Use the beginning of the semester more strategically. The Duke spring semester begins a good three weeks before Makerere classes start at the beginning of February. This time was largely spent on reviewing the projects in the state that the Makerere students had left them at the end of the previous semester, with the plan of the Duke students picking up where the Makerere students left off. There were two things wrong with this arrangement. First, we were not given (nor did I ask for) the final reports on the Makerere design projects. We only had brief problem statements from each Makerere group to work with. Next time I’m asking for the final reports that in most cases were quite detailed. Second, we need to be more hard-nosed about triaging projects to eliminate those that we do not want to move forward with. At least four of the 10 projects that we examined really had no legitimate basis for a semester long project. Unfortunately only one of these four was eliminated. Much of this was my fault because two projects that we should have dropped were electrical in nature and I had really no idea whether or not they were doable. The other one we should have dropped on medical waste worker protection just never coalesced.

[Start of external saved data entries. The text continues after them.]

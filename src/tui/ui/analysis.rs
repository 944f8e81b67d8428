//! Image analysis view: file selection, submission progress and result.

use std::time::Instant;

use ratatui::{
    layout::{Alignment, Constraint, Direction, Layout, Rect},
    style::Modifier,
    text::{Line, Span},
    widgets::{Block, Borders, Gauge, Paragraph, Wrap},
    Frame,
};

use crate::application::{UploadController, UploadState};
use crate::domain::AnalysisResult;
use crate::tui::styles::MedicalTheme;

use super::key_hints;

/// Everything the analysis screen shows.
pub struct AnalysisView<'a> {
    pub path_input: &'a str,
    pub upload: &'a UploadController,
    pub now: Instant,
}

/// Render the analysis screen
pub fn render_analysis(f: &mut Frame, area: Rect, view: &AnalysisView<'_>) {
    let chunks = Layout::default()
        .direction(Direction::Vertical)
        .constraints([
            Constraint::Length(3), // Path input
            Constraint::Length(4), // Selection + error
            Constraint::Length(3), // Progress
            Constraint::Min(0),    // Result
            Constraint::Length(2), // Footer
        ])
        .split(area);

    render_path_input(f, chunks[0], view);
    render_selection(f, chunks[1], view.upload);
    render_progress(f, chunks[2], view.upload);

    match view.upload.result(view.now) {
        Some(result) => render_result(f, chunks[3], result),
        None => render_placeholder(f, chunks[3], view.upload, view.now),
    }

    render_footer(f, chunks[4], view.upload);
}

fn render_path_input(f: &mut Frame, area: Rect, view: &AnalysisView<'_>) {
    let input = Paragraph::new(Line::from(vec![
        Span::styled(view.path_input.to_string(), MedicalTheme::text()),
        Span::styled("▏", MedicalTheme::focused()),
    ]))
    .block(
        Block::default()
            .title(Span::styled(" Image file ", MedicalTheme::subtitle()))
            .borders(Borders::ALL)
            .border_style(MedicalTheme::border_focused()),
    );
    f.render_widget(input, area);
}

fn render_selection(f: &mut Frame, area: Rect, upload: &UploadController) {
    let mut lines = match upload.preview() {
        Some(preview) => vec![
            Line::from(vec![
                Span::styled("Selected: ", MedicalTheme::text_secondary()),
                Span::styled(preview.file_name.clone(), MedicalTheme::text()),
                Span::styled(format!("  ({})", preview.size_label), MedicalTheme::text_muted()),
            ]),
            Line::from(Span::styled(preview.reference.clone(), MedicalTheme::text_muted())),
        ],
        None => vec![Line::from(Span::styled(
            "No file selected. Type a path to a JPG or PNG image (max 10MB)",
            MedicalTheme::text_muted(),
        ))],
    };

    if let Some(error) = upload.error() {
        lines.push(Line::from(Span::styled(format!("! {error}"), MedicalTheme::danger())));
    }

    f.render_widget(Paragraph::new(lines).wrap(Wrap { trim: true }), area);
}

fn render_progress(f: &mut Frame, area: Rect, upload: &UploadController) {
    let progress = upload.progress();
    if progress <= 0.0 {
        return;
    }

    let label = if upload.state() == UploadState::Submitting {
        format!("Analyzing... {}%", upload.progress_percent())
    } else {
        "Complete".to_string()
    };

    let gauge = Gauge::default()
        .block(
            Block::default()
                .borders(Borders::ALL)
                .border_style(MedicalTheme::border()),
        )
        .gauge_style(MedicalTheme::info())
        .percent(upload.progress_percent())
        .label(label);
    f.render_widget(gauge, area);
}

fn render_placeholder(f: &mut Frame, area: Rect, upload: &UploadController, now: Instant) {
    let message = if upload.is_busy(now) {
        "Waiting for analysis result..."
    } else {
        "Upload a medical image to see AI analysis results"
    };

    let content = Paragraph::new(vec![
        Line::from(""),
        Line::from(Span::styled(message, MedicalTheme::text_secondary())),
    ])
    .alignment(Alignment::Center)
    .block(
        Block::default()
            .title(Span::styled(" Analysis Results ", MedicalTheme::subtitle()))
            .borders(Borders::ALL)
            .border_style(MedicalTheme::border()),
    );
    f.render_widget(content, area);
}

fn render_result(f: &mut Frame, area: Rect, result: &AnalysisResult) {
    let classification = result.classification();
    let severity_style = MedicalTheme::severity(classification.tier);

    let block = Block::default()
        .title(Span::styled(" Analysis Results ", MedicalTheme::subtitle()))
        .borders(Borders::ALL)
        .border_style(severity_style);
    let inner = block.inner(area);
    f.render_widget(block, area);

    let chunks = Layout::default()
        .direction(Direction::Vertical)
        .constraints([
            Constraint::Length(3), // Diagnosis + severity
            Constraint::Length(3), // Confidence gauge
            Constraint::Min(0),    // Details
        ])
        .margin(1)
        .split(inner);

    let headline = Paragraph::new(vec![
        Line::from(vec![
            Span::styled(
                format!("{} {}", MedicalTheme::icon(classification.icon_key), result.diagnosis),
                severity_style.add_modifier(Modifier::BOLD),
            ),
            Span::styled(format!("  {}", classification.tier), severity_style),
        ]),
        Line::from(Span::styled(result.description.clone(), MedicalTheme::text_secondary())),
    ])
    .wrap(Wrap { trim: true });
    f.render_widget(headline, chunks[0]);

    let band = result.confidence_band();
    let ratio = if result.confidence.is_finite() {
        (result.confidence / 100.0).clamp(0.0, 1.0)
    } else {
        0.0
    };
    let gauge = Gauge::default()
        .block(
            Block::default()
                .title(Span::styled(" Confidence ", MedicalTheme::text_secondary()))
                .borders(Borders::ALL)
                .border_style(MedicalTheme::border()),
        )
        .gauge_style(MedicalTheme::confidence(result.confidence))
        .ratio(ratio)
        .label(format!("{:.1}% ({})", result.confidence, band.label()));
    f.render_widget(gauge, chunks[1]);

    let mut details = vec![
        Line::from(vec![
            Span::styled("Scan type: ", MedicalTheme::text_secondary()),
            Span::styled(result.scan_type.clone(), MedicalTheme::text()),
            Span::styled("   Analysis time: ", MedicalTheme::text_secondary()),
            Span::styled(result.analysis_time.clone(), MedicalTheme::text()),
        ]),
        Line::from(vec![
            Span::styled("Received: ", MedicalTheme::text_secondary()),
            Span::styled(
                result.received_at.format("%Y-%m-%d %H:%M:%S UTC").to_string(),
                MedicalTheme::text_muted(),
            ),
        ]),
        Line::from(""),
    ];

    if !result.recommendations.is_empty() {
        details.push(Line::from(Span::styled("Recommendations", MedicalTheme::subtitle())));
        details.extend(
            result
                .recommendations
                .iter()
                .map(|r| Line::from(Span::styled(format!("  • {r}"), MedicalTheme::text()))),
        );
    }

    f.render_widget(Paragraph::new(details).wrap(Wrap { trim: false }), chunks[2]);
}

fn render_footer(f: &mut Frame, area: Rect, upload: &UploadController) {
    let line = match upload.state() {
        UploadState::Submitting => Line::from(Span::styled("Analyzing...", MedicalTheme::text_muted())),
        UploadState::Failed => key_hints(&[("Ctrl+R", "Retry"), ("Ctrl+L", "Clear"), ("Tab", "Patients")]),
        _ => key_hints(&[
            ("Enter", "Select file"),
            ("Ctrl+R", "Analyze"),
            ("Ctrl+L", "Clear"),
            ("Tab", "Patients"),
            ("Ctrl+Q", "Quit"),
        ]),
    };

    let footer = Paragraph::new(line).block(
        Block::default()
            .borders(Borders::TOP)
            .border_style(MedicalTheme::border()),
    );
    f.render_widget(footer, area);
}
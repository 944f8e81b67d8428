//! Ports layer: Trait definitions for external operations.
//!
//! Following Hexagonal Architecture, these traits define the boundary
//! between the controllers and the remote imaging service.

mod imaging_api;

pub use imaging_api::{ApiError, HealthStatus, ImagingApi, ANALYSIS_FALLBACK_MESSAGE};
//! Background API worker for non-blocking requests.
//!
//! Requests run as tasks on a tokio runtime so the TUI loop never waits on
//! the network. Every outcome comes back as a [`WorkerEvent`] carrying the
//! sequence token of the ticket that started it; the controllers decide
//! whether the outcome is still current.

use std::future::Future;
use std::sync::Arc;
use std::time::Duration;

use tokio::runtime::Handle;
use tokio::sync::mpsc::{self, UnboundedReceiver, UnboundedSender};

use crate::application::{DetailTicket, SearchTicket, SubmissionTicket};
use crate::domain::{AnalysisResult, PatientRecord, PatientSummary};
use crate::ports::{ApiError, HealthStatus, ImagingApi};

/// Completed request reported by the worker.
#[derive(Debug)]
pub enum WorkerEvent {
    Analysis {
        seq: u64,
        outcome: Result<AnalysisResult, ApiError>,
    },
    Search {
        seq: u64,
        outcome: Result<Vec<PatientSummary>, ApiError>,
    },
    PatientDetail {
        seq: u64,
        outcome: Result<PatientRecord, ApiError>,
    },
    Health(Result<HealthStatus, ApiError>),
}

/// Runs `ImagingApi` calls in the background and queues their outcomes.
pub struct ApiWorker<A> {
    api: Arc<A>,
    runtime: Handle,
    timeout: Duration,
    tx: UnboundedSender<WorkerEvent>,
    rx: UnboundedReceiver<WorkerEvent>,
}

async fn with_timeout<T>(
    timeout: Duration,
    request: impl Future<Output = Result<T, ApiError>>,
) -> Result<T, ApiError> {
    match tokio::time::timeout(timeout, request).await {
        Ok(outcome) => outcome,
        Err(_) => Err(ApiError::Timeout(timeout)),
    }
}

impl<A: ImagingApi + 'static> ApiWorker<A> {
    /// Create a worker spawning onto `runtime`. Each request is abandoned
    /// with `ApiError::Timeout` once `timeout` elapses.
    #[must_use]
    pub fn new(api: A, runtime: Handle, timeout: Duration) -> Self {
        let (tx, rx) = mpsc::unbounded_channel();
        Self {
            api: Arc::new(api),
            runtime,
            timeout,
            tx,
            rx,
        }
    }

    #[must_use]
    pub fn api(&self) -> &A {
        &self.api
    }

    pub fn submit_analysis(&self, ticket: SubmissionTicket) {
        let api = Arc::clone(&self.api);
        let tx = self.tx.clone();
        let timeout = self.timeout;
        self.runtime.spawn(async move {
            let outcome = with_timeout(timeout, api.analyze_image(&ticket.candidate)).await;
            // The receiver only goes away on shutdown.
            let _ = tx.send(WorkerEvent::Analysis {
                seq: ticket.seq,
                outcome,
            });
        });
    }

    pub fn search(&self, ticket: SearchTicket) {
        let api = Arc::clone(&self.api);
        let tx = self.tx.clone();
        let timeout = self.timeout;
        self.runtime.spawn(async move {
            let outcome = with_timeout(timeout, api.search_patients(&ticket.query)).await;
            let _ = tx.send(WorkerEvent::Search {
                seq: ticket.seq,
                outcome,
            });
        });
    }

    pub fn load_patient(&self, ticket: DetailTicket) {
        let api = Arc::clone(&self.api);
        let tx = self.tx.clone();
        let timeout = self.timeout;
        self.runtime.spawn(async move {
            let outcome = with_timeout(timeout, api.fetch_patient(&ticket.patient_id)).await;
            let _ = tx.send(WorkerEvent::PatientDetail {
                seq: ticket.seq,
                outcome,
            });
        });
    }

    pub fn check_health(&self) {
        let api = Arc::clone(&self.api);
        let tx = self.tx.clone();
        let timeout = self.timeout;
        self.runtime.spawn(async move {
            let outcome = with_timeout(timeout, api.health()).await;
            let _ = tx.send(WorkerEvent::Health(outcome));
        });
    }

    /// Next queued event, if any (non-blocking).
    pub fn try_recv(&mut self) -> Option<WorkerEvent> {
        self.rx.try_recv().ok()
    }

    /// Wait for the next event.
    pub async fn recv(&mut self) -> Option<WorkerEvent> {
        self.rx.recv().await
    }
}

Rethink early lectures on design and circumstances in Uganda. I spent way too much time on generic discussions of design and life in Uganda, and should have spent more class time on prioritizing the feasibility of the various projects coming out of Makerere. I also need to learn more on human-centered design and designing for scarcity. Honestly, I knew virtually nothing about teaching design going into the class and now at least know what I don’t know. Karrie Stewart from Global Health is also going to provide a two week module early in the semester on developing cultural competency for Uganda that will help tremendously. The way that I structured discussions of the assigned reading also was too contrived and I need to promote a more free flowing discussion. Perhaps I’ll assign broader expectations ahead of reading assignment and let the discussion evolve.
Communication was a persistent irritation for most. Some of the Makerere groups were quite forthcoming about communicating with their Duke student partners, while other Makerere groups never were able to make the communication piece work. While we are going to improve the communication infrastructure at Makerere by setting up a video conferencing facility (if we get the Bass Connections money), a lot of this was simply unwillingness to make the effort. Next spring term Kenneth Rubango and Henry Kiwumulo will be here from Makerere as MS students and I am expecting them to help cut through the communication haze.
Bring in experts earlier and more often. I asked Bob Malkin and Mark Palmeri, two BME experts in medical instrumentation at Duke, to discuss projects with my students. In both cases the experience was very positive and well received. While Bob came in early in the semester to discuss global health design, Mark did not provide input until after the midterm to review the instrumentation-based projects. Having Mark come in late was a mistake. I also need to reach out to more experts that I can bring into the class.
Allow more time for brainstorming. Only after Spring Break did I open the class up to presentations and student feedback on projects. I’m thinking that once we have decided on the projects that will be going forward, and once the Makerere students are back in session, I will need to designate at least one day a week for brainstorming and class discussion.
Require the spring break trip to Uganda. Each of the students that went to Uganda felt that that experience was crucial in being able to communicate with their Makerere counterparts and to appreciate the circumstance in Kampala. I was reluctant to do this the first time around but am now fully prepared to require it. I’m going to have to be up front that this is going to cost each student $2000 for airfare that either comes out of pocket or from financial aid for those that have it.
Be more intentional about avoiding the student advisor role. One of the hardest aspects of this class was avoiding the tendency of taking on an advisorship role. I think it will be important during the triage process to identify those projects with the potential for the Duke students to directly participate in the hands-on design process. The four projects that will be continuing beyond this semester have each had a clearly defined design role for the Duke students involved.